**Activity**
Provide only the number of lines below in which the string "impl" occurs.

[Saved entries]
════
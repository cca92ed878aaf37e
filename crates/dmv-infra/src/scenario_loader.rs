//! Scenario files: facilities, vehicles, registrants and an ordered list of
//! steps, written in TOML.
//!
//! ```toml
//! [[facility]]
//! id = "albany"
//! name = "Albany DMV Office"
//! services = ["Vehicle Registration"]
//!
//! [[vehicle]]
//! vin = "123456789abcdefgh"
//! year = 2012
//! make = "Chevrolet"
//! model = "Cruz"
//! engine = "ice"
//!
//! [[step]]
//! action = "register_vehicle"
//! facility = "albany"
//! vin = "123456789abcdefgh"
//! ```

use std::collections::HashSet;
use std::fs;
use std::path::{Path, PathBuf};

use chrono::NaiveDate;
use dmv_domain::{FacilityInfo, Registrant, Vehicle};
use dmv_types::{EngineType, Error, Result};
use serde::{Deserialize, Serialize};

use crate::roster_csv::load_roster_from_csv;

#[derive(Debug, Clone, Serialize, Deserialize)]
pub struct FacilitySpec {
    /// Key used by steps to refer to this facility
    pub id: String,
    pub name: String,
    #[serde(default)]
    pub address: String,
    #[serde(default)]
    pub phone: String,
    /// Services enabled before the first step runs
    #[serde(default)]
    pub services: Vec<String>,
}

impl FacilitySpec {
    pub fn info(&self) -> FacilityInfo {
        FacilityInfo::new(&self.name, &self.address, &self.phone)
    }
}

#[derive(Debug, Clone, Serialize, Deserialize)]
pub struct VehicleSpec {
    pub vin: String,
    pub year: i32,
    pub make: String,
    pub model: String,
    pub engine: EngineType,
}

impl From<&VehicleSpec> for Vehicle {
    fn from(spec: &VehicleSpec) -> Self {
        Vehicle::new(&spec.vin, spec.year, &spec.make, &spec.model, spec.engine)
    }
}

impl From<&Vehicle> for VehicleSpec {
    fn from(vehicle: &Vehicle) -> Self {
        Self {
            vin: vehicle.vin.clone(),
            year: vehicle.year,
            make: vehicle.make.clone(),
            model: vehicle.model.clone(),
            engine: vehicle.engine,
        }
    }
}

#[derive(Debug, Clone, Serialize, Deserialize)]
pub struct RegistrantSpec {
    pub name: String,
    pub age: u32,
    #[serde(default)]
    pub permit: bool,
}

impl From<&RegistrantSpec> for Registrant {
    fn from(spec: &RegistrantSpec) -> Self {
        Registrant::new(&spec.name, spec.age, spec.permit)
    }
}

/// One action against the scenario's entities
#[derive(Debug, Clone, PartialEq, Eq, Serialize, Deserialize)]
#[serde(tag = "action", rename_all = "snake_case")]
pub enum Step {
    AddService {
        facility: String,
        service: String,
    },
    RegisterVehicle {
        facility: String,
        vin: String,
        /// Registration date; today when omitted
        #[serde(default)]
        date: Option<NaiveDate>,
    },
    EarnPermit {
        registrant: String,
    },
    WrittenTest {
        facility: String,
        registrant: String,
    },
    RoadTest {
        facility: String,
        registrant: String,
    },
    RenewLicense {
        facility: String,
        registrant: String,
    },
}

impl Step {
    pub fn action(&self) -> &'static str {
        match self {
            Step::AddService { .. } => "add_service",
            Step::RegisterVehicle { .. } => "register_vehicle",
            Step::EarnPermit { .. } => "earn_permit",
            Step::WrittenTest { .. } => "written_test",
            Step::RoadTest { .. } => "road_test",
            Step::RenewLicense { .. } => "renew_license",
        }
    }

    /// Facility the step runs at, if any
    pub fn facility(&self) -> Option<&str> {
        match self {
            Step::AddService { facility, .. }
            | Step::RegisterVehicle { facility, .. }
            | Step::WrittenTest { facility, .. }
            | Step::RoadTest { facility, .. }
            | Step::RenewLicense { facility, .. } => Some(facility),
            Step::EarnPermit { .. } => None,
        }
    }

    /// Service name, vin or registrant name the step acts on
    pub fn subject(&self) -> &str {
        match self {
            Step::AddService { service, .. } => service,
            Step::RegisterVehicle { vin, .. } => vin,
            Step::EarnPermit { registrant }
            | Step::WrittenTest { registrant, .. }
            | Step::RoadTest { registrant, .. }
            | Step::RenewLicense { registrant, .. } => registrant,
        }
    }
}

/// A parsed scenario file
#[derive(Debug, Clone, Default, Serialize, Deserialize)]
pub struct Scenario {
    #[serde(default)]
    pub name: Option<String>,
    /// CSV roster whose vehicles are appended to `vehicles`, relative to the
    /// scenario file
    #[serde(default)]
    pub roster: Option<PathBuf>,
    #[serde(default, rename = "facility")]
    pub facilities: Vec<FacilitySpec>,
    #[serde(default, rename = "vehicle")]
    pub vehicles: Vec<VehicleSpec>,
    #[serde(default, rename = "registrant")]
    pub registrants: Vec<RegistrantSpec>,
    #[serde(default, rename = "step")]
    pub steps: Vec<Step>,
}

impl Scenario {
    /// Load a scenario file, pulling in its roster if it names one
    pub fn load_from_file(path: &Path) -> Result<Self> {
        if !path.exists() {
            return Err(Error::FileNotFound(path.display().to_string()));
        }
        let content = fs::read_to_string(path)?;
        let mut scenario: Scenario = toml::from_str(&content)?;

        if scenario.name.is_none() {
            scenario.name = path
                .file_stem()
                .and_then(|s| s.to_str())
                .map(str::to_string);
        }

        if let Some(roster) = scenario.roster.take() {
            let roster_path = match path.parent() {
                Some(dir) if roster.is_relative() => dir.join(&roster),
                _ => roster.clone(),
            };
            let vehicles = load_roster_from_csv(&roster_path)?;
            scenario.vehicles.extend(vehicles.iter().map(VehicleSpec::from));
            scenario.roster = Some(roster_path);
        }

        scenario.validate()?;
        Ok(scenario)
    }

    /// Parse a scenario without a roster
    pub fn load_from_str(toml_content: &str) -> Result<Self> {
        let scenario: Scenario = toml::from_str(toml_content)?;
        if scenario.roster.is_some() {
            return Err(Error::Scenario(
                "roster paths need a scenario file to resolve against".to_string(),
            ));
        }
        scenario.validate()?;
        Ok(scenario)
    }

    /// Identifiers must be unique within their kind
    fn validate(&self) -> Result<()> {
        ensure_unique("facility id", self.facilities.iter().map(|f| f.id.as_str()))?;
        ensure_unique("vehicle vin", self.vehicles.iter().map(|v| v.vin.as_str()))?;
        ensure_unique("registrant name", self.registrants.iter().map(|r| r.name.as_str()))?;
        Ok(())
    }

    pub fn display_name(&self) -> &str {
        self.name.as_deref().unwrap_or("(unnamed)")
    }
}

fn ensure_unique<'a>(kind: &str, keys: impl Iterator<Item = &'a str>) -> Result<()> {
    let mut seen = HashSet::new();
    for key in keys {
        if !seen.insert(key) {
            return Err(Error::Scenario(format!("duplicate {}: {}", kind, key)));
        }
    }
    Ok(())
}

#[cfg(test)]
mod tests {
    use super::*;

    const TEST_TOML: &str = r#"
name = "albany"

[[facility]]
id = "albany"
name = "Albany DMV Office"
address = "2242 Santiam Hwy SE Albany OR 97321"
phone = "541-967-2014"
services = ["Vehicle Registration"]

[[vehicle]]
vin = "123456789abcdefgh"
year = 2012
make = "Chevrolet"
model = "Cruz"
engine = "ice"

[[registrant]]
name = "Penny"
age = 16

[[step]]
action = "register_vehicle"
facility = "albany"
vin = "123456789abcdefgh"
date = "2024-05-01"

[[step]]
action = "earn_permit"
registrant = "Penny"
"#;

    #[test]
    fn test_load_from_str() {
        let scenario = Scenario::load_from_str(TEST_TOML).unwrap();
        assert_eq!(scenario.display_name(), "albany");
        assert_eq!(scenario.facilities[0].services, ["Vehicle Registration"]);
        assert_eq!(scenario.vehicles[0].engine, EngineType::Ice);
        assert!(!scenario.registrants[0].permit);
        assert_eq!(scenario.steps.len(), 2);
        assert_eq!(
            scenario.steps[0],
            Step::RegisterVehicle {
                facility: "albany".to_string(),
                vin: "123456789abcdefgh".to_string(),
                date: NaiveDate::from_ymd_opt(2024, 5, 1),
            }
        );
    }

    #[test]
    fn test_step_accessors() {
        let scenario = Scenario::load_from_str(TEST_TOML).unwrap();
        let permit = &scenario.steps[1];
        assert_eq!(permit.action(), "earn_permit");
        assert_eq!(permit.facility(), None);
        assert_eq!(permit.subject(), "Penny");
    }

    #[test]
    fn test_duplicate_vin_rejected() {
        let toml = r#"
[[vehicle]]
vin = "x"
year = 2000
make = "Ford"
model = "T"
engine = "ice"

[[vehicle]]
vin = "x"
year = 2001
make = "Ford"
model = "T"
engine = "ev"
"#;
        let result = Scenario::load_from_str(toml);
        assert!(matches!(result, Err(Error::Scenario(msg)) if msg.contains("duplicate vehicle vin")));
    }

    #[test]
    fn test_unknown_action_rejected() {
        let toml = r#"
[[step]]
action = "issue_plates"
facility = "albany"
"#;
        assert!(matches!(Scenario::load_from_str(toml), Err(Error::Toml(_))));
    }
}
════
**Solved problem**
7